When the word "records" appears in a line of the data below, list that line.

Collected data
::::::::
impl Supervisor {
    /// Supervisor over the CoinButler service set with real OS introspection.
    pub fn new(config: SupervisorConfig) -> Result<Self> {
        let services = coinbutler_services(&config);
        Self::with_parts(config, services, Box::new(SystemProbe::new()))
    }

    /// Fully injected constructor, used by tests.
    pub fn with_parts(
        config: SupervisorConfig,
        services: Vec<ManagedService>,
        probe: Box<dyn ProcessProbe>,
    ) -> Result<Self> {
        if let Err(errors) = config.validate() {
            return Err(ButlerError::Environment(format!(
                "invalid configuration: {}",
                errors.join("; ")
            )));
        }
        let audit = AuditLog::new(config.system_log());
        Ok(Self {
            config,
            services,
            probe,
            audit,
            children: Vec::new(),
        })
    }

    pub fn config(&self) -> &SupervisorConfig {
        &self.config
    }

    pub fn service_names(&self) -> Vec<String> {
        self.services.iter().map(|s| s.name.clone()).collect()
    }

    pub fn service(&self, name: &str) -> Result<ManagedService> {
        self.services
            .iter()
            .find(|s| s.name == name)
            .cloned()
            .ok_or_else(|| ButlerError::UnknownService(name.to_string()))
    }

    /// Start one service.
    ///
    /// Background mode launches detached, persists the PID record, and gates
    /// success on the startup validation protocol, rolling the process back
    /// on failure. Foreground mode blocks until the child exits and keeps no
    /// PID record.
    pub async fn start(&mut self, name: &str, mode: RunMode) -> Result<StartOutcome> {
        let service = self.service(name)?;
        envcheck::preflight(&self.config)?;

        if let ServiceState::Running { pid } = pidfile::current_state(&service, &mut *self.probe)? {
            info!(service = name, pid, "Already running");
            return Ok(StartOutcome::AlreadyRunning { pid });
        }

        // Clear orphans from prior instances before binding the port again.
        if let Some(port) = service.port {
            let cleared = self.cleanup_by_port(port).await?;
            if cleared > 0 {
                warn!(service = name, port, cleared, "Cleared stale port holders");
            }
        }

        match mode {
            RunMode::Foreground => self.run_foreground(&service).await,
            RunMode::Background => self.start_background(&service).await,
        }
    }

    async fn start_background(&mut self, service: &ManagedService) -> Result<StartOutcome> {
        self.audit.info(&format!("Starting '{}'", service.name));

        let pid = self.spawn_detached(service)?;
        pidfile::write(&service.pid_file, pid)?;
        info!(service = %service.name, pid, "Launched, validating startup");

        match validate_startup(
            service,
            pid,
            &self.config.timing,
            &self.config.log_scan,
            &mut *self.probe,
        )
        .await
        {
            Ok(ValidationReport { warnings }) => {
                self.audit
                    .success(&format!("'{}' started (PID: {pid})", service.name));
                Ok(StartOutcome::Started { pid, warnings })
            }
            Err(e) => {
                self.audit
                    .error(&format!("'{}' failed startup: {e}", service.name));
                error!(service = %service.name, "Startup validation failed, rolling back: {e}");
                // Rollback: the process must not be left behind.
                let _ = self.stop(&service.name).await;
                Err(e)
            }
        }
    }

    async fn run_foreground(&mut self, service: &ManagedService) -> Result<StartOutcome> {
        info!(service = %service.name, "Running in foreground (Ctrl+C to stop)");

        let mut child = tokio::process::Command::new(&service.program)
            .args(&service.args)
            .current_dir(&self.config.install_root)
            .spawn()
            .map_err(|e| ButlerError::Launch {
                service: service.name.clone(),
                reason: e.to_string(),
            })?;

        tokio::select! {
            status = child.wait() => {
                let status = status?;
                Ok(StartOutcome::ForegroundExited { code: status.code() })
            }
            _ = tokio::signal::ctrl_c() => {
                info!(service = %service.name, "Interrupted, terminating child");
                if let Some(pid) = child.id() {
                    send_term(pid)?;
                }
                let status = child.wait().await?;
                Ok(StartOutcome::ForegroundExited { code: status.code() })
            }
        }
    }

    /// Stop one service: SIGTERM, bounded wait, SIGKILL, bounded wait. The
    /// PID record is removed on every path, including termination failure.
    pub async fn stop(&mut self, name: &str) -> Result<StopOutcome> {
        let service = self.service(name)?;

        let pid = match pidfile::current_state(&service, &mut *self.probe)? {
            ServiceState::Stopped => {
                info!(service = name, "Not running");
                return Ok(StopOutcome::NotRunning);
            }
            ServiceState::Running { pid } => pid,
        };

        self.audit
            .info(&format!("Stopping '{name}' (PID: {pid})"));

        let grace = self.config.timing.stop_grace_secs;
        let kill_wait = self.config.timing.kill_wait_secs;
        let dead = self.terminate_pid(pid, grace, kill_wait).await?;

        pidfile::remove(&service.pid_file);
        self.reap();

        if dead {
            self.audit.success(&format!("'{name}' stopped"));
            Ok(StopOutcome::Stopped)
        } else {
            self.audit.error(&format!(
                "'{name}' (PID: {pid}) survived SIGTERM and SIGKILL"
            ));
            Err(ButlerError::Termination {
                service: name.to_string(),
                pid,
            })
        }
    }

    /// Read-only status with derived metrics; stale PID records are healed
    /// as a side effect of the state derivation.
    pub fn status(&mut self, name: &str) -> Result<StatusReport> {
        let service = self.service(name)?;
        self.reap();
        let state = pidfile::current_state(&service, &mut *self.probe)?;

        let metrics = match state {
            ServiceState::Running { pid } => self.probe.info(pid),
            ServiceState::Stopped => None,
        };
        let port_bound = service.port.map(port::is_bound);

        Ok(StatusReport {
            name: service.name,
            state,
            metrics,
            port_bound,
        })
    }

    /// Stop then start, with a pause for the OS to release sockets.
    pub async fn restart(&mut self, name: &str) -> Result<StartOutcome> {
        self.stop(name).await?;
        tokio::time::sleep(Duration::from_secs(self.config.timing.restart_delay_secs)).await;
        self.start(name, RunMode::Background).await
    }

    /// Start every service in declared order. All-or-nothing: a failure
    /// rolls back the services already started in this sequence.
    pub async fn start_all(&mut self) -> Result<()> {
        let names = self.service_names();
        let mut started: Vec<String> = Vec::new();

        for name in names {
            match self.start(&name, RunMode::Background).await {
                Ok(_) => started.push(name),
                Err(e) => {
                    error!(service = %name, "Start failed, rolling back started services: {e}");
                    for prior in started.iter().rev() {
                        if let Err(rollback_err) = self.stop(prior).await {
                            warn!(service = %prior, "Rollback stop failed: {rollback_err}");
                        }
                    }
                    return Err(e);
                }
            }
        }

        Ok(())
    }

    /// Stop every service, dashboard before bot. Keeps going past failures
    /// and reports the first one.
    pub async fn stop_all(&mut self) -> Result<()> {
        let mut names = self.service_names();
        names.reverse();

        let mut first_error = None;
        for name in names {
            if let Err(e) = self.stop(&name).await {
                error!(service = %name, "Stop failed: {e}");
                first_error.get_or_insert(e);
            }
        }

        // Sweep strays the PID records lost track of, matched by command line.
        for service in self.services.clone() {
            let pattern = service.args.join("*");
            match self.cleanup_by_pattern(&pattern).await {
                Ok(0) => {}
                Ok(swept) => {
                    warn!(service = %service.name, swept, "Swept stray processes");
                    self.audit.warn(&format!(
                        "Swept {swept} stray '{}' process(es)",
                        service.name
                    ));
                }
                Err(e) => {
                    warn!(service = %service.name, "Stray sweep failed: {e}");
                }
            }
        }

        match first_error {
            None => Ok(()),
            Some(e) => Err(e),
        }
    }

    /// Terminate every process holding a LISTEN socket on the port.
    /// "Nothing to kill" is a normal outcome. Returns how many processes
    /// were signalled.
    pub async fn cleanup_by_port(&mut self, port: u16) -> Result<usize> {
        let me = std::process::id();
        let pids: Vec<u32> = self
            .probe
            .listeners_on_port(port)
            .into_iter()
            .filter(|pid| *pid != me)
            .collect();

        for &pid in &pids {
            warn!(port, pid, "Terminating process holding port");
            let wait = self.config.timing.cleanup_wait_secs;
            self.terminate_pid(pid, wait, wait).await?;
        }

        self.reap();
        Ok(pids.len())
    }

    /// Terminate every process whose command line matches the glob pattern.
    /// Catches processes the supervisor lost track of, independent of PID
    /// records. Returns how many processes were signalled.
    pub async fn cleanup_by_pattern(&mut self, pattern: &str) -> Result<usize> {
        let me = std::process::id();
        let matches: Vec<u32> = self
            .probe
            .list()
            .into_iter()
            .filter(|p| p.pid != me && crate::supervisor::logscan::glob_match(pattern, &p.command))
            .map(|p| p.pid)
            .collect();

        for &pid in &matches {
            warn!(pid, pattern, "Terminating process matched by pattern sweep");
            let wait = self.config.timing.cleanup_wait_secs;
            self.terminate_pid(pid, wait, wait).await?;
        }

        self.reap();
        Ok(matches.len())
    }

    /// Monitor loop: poll the service set, restart anything that died
    /// unexpectedly (PID record present, process gone). Ctrl+C exits the
    /// loop and leaves the children running.
    pub async fn watch(&mut self) -> Result<()> {
        let interval = Duration::from_secs(self.config.timing.watch_interval_secs);
        let restart_delay = Duration::from_secs(self.config.timing.watch_restart_delay_secs);

        info!("Watching services (Ctrl+C to exit, children keep running)");
        self.audit.info("Watch loop started");

        loop {
            tokio::select! {
                _ = tokio::signal::ctrl_c() => {
                    info!("Watch loop interrupted");
                    self.audit.info("Watch loop stopped");
                    return Ok(());
                }
                _ = tokio::time::sleep(interval) => {}
            }

            self.reap();

            for name in self.service_names() {
                let service = self.service(&name)?;
                let recorded = pidfile::read(&service.pid_file)?;
                let Some(pid) = recorded else { continue };
                if self.probe.is_alive(pid) {
                    continue;
                }

                warn!(service = %name, pid, "Service died unexpectedly, restarting");
                self.audit
                    .warn(&format!("'{name}' (PID: {pid}) died unexpectedly"));
                tokio::time::sleep(restart_delay).await;

                match self.start(&name, RunMode::Background).await {
                    Ok(StartOutcome::Started { pid, .. }) => {
                        self.audit
                            .success(&format!("'{name}' restarted (PID: {pid})"));
                    }
                    Ok(_) => {}
                    Err(e) => {
                        // Not retried here; the next tick will try again.
                        error!(service = %name, "Restart failed: {e}");
                    }
                }
            }
        }
    }

    fn spawn_detached(&mut self, service: &ManagedService) -> Result<u32> {
        if let Some(parent) = service.log_file.parent() {
            std::fs::create_dir_all(parent)?;
        }
        let stdout = OpenOptions::new()
            .create(true)
            .append(true)
            .open(&service.log_file)?;
        let stderr = OpenOptions::new()
            .create(true)
            .append(true)
            .open(&service.error_log_file)?;

        let mut cmd = Command::new(&service.program);
        cmd.args(&service.args)
            .current_dir(&self.config.install_root)
            .stdin(Stdio::null())
            .stdout(Stdio::from(stdout))
            .stderr(Stdio::from(stderr));

        // Detach from the controlling session so the child outlives us.
        #[cfg(unix)]
        {
            use std::os::unix::process::CommandExt;
            unsafe {
                cmd.pre_exec(|| {
                    nix::unistd::setsid()
                        .map(|_| ())
                        .map_err(|e| std::io::Error::from_raw_os_error(e as i32))
                });
            }
        }

        let child = cmd.spawn().map_err(|e| ButlerError::Launch {
            service: service.name.clone(),
            reason: e.to_string(),
        })?;
        let pid = child.id();
        self.children.push(child);
        Ok(pid)
    }

    /// Graceful-then-forced termination. Returns whether the process is
    /// confirmed dead.
    async fn terminate_pid(&mut self, pid: u32, grace_secs: u32, kill_secs: u32) -> Result<bool> {
        let interval = Duration::from_secs(self.config.timing.poll_interval_secs);

        self.reap();
        if !self.probe.is_alive(pid) {
            return Ok(true);
        }

        // Reap inside the poll: a child of this very instance turns into a
        // zombie on exit and would still answer the signal-0 probe.
        let children = &mut self.children;
        let probe = &mut self.probe;

        send_term(pid)?;
        let outcome = wait_until(interval, attempts(grace_secs, interval), || {
            reap_children(children);
            !probe.is_alive(pid)
        })
        .await;
        if outcome.is_satisfied() {
            return Ok(true);
        }

        warn!(pid, "Did not exit within grace period, sending SIGKILL");
        send_kill(pid)?;
        let outcome = wait_until(interval, attempts(kill_secs, interval), || {
            reap_children(children);
            !probe.is_alive(pid)
        })
        .await;
        Ok(outcome.is_satisfied())
    }

    /// Collect exit statuses of our own finished children so they do not
    /// linger as zombies and fool the signal-0 liveness probe.
    fn reap(&mut self) {
        reap_children(&mut self.children);
    }
}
::::::::
Solution for this task
    /// Read-only status with derived metrics; stale PID records are healed
        // Sweep strays the PID records lost track of, matched by command line.
    /// records. Returns how many processes were signalled.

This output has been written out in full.